Look through the data below and extract, unchanged, the lines from the one that contains "filename systems/objectives/src/reach.rs" to the one that contains "impl Default for ReachPointConfig", both included.

Data supplied START

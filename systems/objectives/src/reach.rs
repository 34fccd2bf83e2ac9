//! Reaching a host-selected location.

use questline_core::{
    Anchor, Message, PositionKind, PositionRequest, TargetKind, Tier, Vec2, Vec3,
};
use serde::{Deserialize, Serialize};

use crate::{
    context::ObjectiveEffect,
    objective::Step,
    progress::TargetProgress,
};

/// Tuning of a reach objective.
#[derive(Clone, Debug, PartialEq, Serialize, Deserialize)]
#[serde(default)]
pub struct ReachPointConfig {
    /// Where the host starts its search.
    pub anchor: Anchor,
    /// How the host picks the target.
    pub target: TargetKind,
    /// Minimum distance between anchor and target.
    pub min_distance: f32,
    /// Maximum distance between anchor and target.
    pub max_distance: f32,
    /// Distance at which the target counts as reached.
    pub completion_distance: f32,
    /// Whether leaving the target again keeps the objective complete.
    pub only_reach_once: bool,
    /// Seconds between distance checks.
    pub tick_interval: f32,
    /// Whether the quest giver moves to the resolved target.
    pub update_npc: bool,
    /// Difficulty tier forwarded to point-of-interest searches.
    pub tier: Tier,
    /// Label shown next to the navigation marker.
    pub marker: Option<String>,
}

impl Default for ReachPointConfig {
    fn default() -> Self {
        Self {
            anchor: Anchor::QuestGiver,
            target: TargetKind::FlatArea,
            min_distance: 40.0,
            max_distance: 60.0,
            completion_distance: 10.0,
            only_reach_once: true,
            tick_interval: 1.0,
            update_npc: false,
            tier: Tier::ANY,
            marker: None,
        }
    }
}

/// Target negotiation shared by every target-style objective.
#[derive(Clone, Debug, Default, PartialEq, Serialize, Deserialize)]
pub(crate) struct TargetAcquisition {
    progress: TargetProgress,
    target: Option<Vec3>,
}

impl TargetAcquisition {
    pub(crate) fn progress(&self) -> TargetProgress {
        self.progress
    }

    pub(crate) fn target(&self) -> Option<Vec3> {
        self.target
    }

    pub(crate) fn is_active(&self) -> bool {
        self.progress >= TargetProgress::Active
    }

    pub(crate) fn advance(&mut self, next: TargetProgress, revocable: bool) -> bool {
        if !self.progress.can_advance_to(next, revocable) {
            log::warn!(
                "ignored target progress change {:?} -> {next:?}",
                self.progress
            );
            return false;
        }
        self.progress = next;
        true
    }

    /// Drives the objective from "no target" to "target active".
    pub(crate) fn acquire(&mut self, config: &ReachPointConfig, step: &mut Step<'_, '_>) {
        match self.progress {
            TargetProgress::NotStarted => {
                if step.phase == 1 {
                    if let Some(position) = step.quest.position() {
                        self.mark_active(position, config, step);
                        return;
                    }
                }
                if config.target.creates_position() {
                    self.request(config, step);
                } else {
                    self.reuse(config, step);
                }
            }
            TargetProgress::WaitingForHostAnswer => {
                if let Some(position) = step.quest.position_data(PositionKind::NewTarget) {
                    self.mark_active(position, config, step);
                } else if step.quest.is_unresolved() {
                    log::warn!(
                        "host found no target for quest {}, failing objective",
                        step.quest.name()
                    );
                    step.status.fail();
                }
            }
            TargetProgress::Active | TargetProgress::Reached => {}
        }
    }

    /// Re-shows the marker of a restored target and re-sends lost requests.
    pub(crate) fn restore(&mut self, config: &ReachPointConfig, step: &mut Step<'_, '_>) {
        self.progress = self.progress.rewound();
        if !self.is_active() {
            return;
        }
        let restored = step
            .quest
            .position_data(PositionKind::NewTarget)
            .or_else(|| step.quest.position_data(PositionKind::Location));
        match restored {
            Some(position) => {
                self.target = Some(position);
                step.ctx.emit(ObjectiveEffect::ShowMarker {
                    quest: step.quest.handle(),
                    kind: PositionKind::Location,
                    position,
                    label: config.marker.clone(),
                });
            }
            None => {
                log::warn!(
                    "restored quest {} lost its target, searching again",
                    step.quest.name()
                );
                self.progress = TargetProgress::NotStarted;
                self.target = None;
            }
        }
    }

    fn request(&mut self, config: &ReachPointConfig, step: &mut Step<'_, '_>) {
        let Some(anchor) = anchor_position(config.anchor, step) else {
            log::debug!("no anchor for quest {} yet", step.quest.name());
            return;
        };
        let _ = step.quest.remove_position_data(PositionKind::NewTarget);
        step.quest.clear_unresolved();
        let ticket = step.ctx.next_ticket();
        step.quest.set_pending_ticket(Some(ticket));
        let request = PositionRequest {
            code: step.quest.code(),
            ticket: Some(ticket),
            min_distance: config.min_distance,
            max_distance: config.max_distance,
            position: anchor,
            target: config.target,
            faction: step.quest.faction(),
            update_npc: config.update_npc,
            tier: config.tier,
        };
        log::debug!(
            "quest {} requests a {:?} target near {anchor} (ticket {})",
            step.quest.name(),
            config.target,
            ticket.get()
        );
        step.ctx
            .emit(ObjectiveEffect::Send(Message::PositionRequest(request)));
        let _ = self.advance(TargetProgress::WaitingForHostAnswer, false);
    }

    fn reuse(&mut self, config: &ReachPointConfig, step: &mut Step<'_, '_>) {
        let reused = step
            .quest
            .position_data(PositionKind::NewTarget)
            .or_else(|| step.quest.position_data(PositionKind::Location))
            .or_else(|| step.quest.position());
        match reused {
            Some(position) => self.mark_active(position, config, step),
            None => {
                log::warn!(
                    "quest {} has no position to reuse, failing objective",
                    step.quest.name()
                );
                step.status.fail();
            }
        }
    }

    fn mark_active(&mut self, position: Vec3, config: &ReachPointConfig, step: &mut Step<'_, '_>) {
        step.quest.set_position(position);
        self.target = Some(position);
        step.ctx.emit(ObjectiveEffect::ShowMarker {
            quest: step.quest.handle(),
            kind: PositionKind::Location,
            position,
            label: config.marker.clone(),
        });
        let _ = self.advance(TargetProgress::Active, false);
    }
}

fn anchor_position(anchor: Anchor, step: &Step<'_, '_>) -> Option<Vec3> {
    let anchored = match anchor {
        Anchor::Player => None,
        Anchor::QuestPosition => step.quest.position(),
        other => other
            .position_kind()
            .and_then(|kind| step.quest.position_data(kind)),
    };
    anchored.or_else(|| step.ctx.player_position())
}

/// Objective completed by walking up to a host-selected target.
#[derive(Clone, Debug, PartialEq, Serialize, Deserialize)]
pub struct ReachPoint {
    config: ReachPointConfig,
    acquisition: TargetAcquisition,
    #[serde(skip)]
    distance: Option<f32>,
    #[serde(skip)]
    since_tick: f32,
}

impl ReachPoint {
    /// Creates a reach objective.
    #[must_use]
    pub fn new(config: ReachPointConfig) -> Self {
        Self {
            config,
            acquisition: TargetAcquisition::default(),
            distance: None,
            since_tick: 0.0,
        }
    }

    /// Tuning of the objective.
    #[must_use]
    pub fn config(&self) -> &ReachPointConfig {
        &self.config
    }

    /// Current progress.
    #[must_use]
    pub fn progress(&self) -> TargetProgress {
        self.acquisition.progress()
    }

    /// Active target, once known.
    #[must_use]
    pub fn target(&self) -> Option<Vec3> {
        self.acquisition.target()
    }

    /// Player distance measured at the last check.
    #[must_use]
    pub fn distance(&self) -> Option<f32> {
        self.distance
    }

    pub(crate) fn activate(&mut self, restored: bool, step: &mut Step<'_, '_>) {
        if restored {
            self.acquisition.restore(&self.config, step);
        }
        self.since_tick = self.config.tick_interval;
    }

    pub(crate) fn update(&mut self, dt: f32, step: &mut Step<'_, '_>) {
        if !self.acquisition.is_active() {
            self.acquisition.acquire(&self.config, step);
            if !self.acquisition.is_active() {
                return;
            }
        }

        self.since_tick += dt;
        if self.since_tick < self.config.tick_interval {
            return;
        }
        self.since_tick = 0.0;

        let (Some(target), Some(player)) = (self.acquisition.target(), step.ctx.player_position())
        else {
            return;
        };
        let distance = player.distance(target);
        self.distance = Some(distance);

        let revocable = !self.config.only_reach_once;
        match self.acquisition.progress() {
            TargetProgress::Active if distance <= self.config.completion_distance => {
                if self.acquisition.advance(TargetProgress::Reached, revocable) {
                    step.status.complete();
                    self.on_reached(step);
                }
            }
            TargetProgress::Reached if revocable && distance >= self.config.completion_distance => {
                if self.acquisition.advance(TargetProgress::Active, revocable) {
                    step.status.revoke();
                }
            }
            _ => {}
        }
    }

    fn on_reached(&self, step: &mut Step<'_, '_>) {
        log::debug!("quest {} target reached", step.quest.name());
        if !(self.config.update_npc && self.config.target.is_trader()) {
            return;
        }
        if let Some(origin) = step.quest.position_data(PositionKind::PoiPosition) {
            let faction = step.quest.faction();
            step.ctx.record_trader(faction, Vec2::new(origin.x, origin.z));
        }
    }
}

Data supplied END
Data supplied START

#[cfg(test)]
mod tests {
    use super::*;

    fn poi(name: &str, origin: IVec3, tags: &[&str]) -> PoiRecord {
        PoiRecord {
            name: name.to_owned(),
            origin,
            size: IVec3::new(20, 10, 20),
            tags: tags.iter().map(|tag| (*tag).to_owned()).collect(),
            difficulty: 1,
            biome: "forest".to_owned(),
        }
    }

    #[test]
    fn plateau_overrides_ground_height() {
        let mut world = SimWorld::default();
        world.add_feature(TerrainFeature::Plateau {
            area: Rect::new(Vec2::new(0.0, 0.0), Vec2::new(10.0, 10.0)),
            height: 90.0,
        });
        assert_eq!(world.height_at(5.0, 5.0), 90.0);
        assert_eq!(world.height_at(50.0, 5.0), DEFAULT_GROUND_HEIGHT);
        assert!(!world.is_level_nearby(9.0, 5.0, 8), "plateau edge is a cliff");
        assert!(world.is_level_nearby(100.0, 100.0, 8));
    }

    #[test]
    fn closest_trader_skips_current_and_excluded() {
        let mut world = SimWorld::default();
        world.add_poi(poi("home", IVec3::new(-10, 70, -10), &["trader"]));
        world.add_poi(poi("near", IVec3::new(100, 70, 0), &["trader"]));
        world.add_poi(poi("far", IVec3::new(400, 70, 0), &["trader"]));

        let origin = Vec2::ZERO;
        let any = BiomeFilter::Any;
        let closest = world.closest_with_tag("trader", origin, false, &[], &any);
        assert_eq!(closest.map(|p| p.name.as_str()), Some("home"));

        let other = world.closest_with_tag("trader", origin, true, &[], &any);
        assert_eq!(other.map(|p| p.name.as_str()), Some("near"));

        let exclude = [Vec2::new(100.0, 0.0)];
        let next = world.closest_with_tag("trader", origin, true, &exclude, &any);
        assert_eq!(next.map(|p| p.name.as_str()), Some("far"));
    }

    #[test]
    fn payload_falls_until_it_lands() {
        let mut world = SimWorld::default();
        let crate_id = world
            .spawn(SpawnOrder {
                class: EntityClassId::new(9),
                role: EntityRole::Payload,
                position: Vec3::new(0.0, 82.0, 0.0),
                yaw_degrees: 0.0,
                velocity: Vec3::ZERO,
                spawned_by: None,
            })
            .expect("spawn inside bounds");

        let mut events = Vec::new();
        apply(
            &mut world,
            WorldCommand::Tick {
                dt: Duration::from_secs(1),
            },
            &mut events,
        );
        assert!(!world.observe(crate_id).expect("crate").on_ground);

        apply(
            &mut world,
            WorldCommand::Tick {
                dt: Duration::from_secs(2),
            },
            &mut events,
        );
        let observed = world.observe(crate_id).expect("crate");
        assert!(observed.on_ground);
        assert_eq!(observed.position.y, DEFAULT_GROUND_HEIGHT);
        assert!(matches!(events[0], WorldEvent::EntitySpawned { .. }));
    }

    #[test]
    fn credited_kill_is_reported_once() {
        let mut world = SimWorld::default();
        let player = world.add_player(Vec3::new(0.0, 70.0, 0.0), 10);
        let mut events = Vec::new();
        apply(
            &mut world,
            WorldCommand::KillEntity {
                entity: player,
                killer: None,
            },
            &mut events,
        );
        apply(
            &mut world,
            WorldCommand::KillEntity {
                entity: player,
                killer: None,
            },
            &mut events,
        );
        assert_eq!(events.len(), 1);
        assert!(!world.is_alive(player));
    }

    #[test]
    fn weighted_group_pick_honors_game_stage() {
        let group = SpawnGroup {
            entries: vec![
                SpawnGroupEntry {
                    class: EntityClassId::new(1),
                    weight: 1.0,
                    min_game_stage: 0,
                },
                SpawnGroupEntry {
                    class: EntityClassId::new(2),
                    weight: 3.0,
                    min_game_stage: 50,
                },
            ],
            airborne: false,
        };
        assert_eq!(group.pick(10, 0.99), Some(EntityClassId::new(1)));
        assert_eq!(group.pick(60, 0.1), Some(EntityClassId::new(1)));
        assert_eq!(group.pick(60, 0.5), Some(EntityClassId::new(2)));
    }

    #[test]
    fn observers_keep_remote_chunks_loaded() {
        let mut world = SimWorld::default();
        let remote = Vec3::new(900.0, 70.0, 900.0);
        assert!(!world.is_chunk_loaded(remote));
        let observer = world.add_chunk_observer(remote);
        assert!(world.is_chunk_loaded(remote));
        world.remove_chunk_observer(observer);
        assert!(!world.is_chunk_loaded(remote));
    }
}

Data supplied END
Data supplied START

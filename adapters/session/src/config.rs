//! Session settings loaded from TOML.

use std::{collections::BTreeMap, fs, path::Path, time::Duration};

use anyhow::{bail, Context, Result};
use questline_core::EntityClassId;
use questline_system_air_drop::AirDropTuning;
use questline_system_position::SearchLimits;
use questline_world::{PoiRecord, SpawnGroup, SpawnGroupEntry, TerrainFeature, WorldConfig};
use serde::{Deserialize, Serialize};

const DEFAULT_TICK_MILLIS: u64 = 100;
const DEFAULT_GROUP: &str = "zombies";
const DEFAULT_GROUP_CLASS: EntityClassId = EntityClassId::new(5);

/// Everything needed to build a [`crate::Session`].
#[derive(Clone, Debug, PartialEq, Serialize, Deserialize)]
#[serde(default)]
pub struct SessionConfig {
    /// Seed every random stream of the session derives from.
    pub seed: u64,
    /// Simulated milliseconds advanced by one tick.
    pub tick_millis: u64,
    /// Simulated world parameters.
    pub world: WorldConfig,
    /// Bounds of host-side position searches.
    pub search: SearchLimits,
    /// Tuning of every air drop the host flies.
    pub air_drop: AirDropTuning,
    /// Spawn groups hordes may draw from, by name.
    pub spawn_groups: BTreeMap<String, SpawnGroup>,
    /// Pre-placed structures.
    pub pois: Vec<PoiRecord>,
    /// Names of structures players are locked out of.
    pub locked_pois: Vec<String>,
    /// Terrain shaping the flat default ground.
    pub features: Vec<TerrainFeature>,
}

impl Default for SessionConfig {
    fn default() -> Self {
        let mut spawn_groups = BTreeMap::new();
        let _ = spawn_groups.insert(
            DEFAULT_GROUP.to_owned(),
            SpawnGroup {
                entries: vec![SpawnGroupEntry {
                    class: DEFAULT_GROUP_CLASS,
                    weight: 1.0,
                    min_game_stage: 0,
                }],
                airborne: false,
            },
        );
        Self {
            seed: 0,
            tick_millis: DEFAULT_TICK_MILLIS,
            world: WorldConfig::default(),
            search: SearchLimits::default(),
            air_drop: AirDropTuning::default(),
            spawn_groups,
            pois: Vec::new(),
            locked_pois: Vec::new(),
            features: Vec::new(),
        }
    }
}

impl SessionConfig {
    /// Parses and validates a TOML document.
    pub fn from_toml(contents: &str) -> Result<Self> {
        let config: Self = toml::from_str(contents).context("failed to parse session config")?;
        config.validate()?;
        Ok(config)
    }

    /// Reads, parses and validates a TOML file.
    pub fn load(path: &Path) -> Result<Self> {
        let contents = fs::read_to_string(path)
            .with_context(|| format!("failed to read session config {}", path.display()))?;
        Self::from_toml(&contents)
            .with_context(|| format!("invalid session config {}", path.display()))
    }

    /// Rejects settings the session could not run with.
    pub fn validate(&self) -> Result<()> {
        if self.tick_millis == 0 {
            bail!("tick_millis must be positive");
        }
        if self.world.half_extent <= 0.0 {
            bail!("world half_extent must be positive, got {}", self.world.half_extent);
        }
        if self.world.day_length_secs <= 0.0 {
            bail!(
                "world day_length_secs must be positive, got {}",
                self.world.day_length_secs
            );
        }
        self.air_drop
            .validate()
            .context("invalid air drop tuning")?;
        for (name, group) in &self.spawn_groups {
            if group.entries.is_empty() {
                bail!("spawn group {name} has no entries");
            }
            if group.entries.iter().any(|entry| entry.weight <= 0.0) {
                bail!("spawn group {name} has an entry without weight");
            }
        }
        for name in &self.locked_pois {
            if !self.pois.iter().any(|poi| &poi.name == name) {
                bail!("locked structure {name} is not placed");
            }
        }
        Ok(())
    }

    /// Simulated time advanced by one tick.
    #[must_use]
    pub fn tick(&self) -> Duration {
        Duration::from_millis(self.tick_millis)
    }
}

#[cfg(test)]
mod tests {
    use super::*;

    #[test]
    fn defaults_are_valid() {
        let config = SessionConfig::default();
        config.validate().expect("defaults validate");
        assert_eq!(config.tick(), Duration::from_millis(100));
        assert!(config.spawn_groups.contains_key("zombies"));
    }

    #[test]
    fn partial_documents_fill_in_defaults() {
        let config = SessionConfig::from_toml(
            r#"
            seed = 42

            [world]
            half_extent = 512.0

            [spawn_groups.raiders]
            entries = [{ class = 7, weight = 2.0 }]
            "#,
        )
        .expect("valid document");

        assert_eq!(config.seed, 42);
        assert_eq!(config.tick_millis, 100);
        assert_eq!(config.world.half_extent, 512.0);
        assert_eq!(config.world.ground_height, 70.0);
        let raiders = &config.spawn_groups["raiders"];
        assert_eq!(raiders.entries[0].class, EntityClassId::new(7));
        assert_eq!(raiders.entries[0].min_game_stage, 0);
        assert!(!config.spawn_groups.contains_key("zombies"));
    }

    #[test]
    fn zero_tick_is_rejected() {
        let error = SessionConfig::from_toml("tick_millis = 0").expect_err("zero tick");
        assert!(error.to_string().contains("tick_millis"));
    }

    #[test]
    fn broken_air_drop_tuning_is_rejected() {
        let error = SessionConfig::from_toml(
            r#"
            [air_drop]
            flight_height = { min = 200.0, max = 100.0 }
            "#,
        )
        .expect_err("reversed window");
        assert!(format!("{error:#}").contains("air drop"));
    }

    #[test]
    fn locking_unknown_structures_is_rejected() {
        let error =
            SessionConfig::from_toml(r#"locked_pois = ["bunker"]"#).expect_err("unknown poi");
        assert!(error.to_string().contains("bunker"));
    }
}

Data supplied END

▶ Final answer:
filename systems/objectives/src/reach.rs
repository 34fccd2bf83e2ac9
//! Reaching a host-selected location.

use questline_core::{
    Anchor, Message, PositionKind, PositionRequest, TargetKind, Tier, Vec2, Vec3,
};
use serde::{Deserialize, Serialize};

use crate::{
    context::ObjectiveEffect,
    objective::Step,
    progress::TargetProgress,
};

/// Tuning of a reach objective.
#[derive(Clone, Debug, PartialEq, Serialize, Deserialize)]
#[serde(default)]
pub struct ReachPointConfig {
    /// Where the host starts its search.
    pub anchor: Anchor,
    /// How the host picks the target.
    pub target: TargetKind,
    /// Minimum distance between anchor and target.
    pub min_distance: f32,
    /// Maximum distance between anchor and target.
    pub max_distance: f32,
    /// Distance at which the target counts as reached.
    pub completion_distance: f32,
    /// Whether leaving the target again keeps the objective complete.
    pub only_reach_once: bool,
    /// Seconds between distance checks.
    pub tick_interval: f32,
    /// Whether the quest giver moves to the resolved target.
    pub update_npc: bool,
    /// Difficulty tier forwarded to point-of-interest searches.
    pub tier: Tier,
    /// Label shown next to the navigation marker.
    pub marker: Option<String>,
}

impl Default for ReachPointConfig {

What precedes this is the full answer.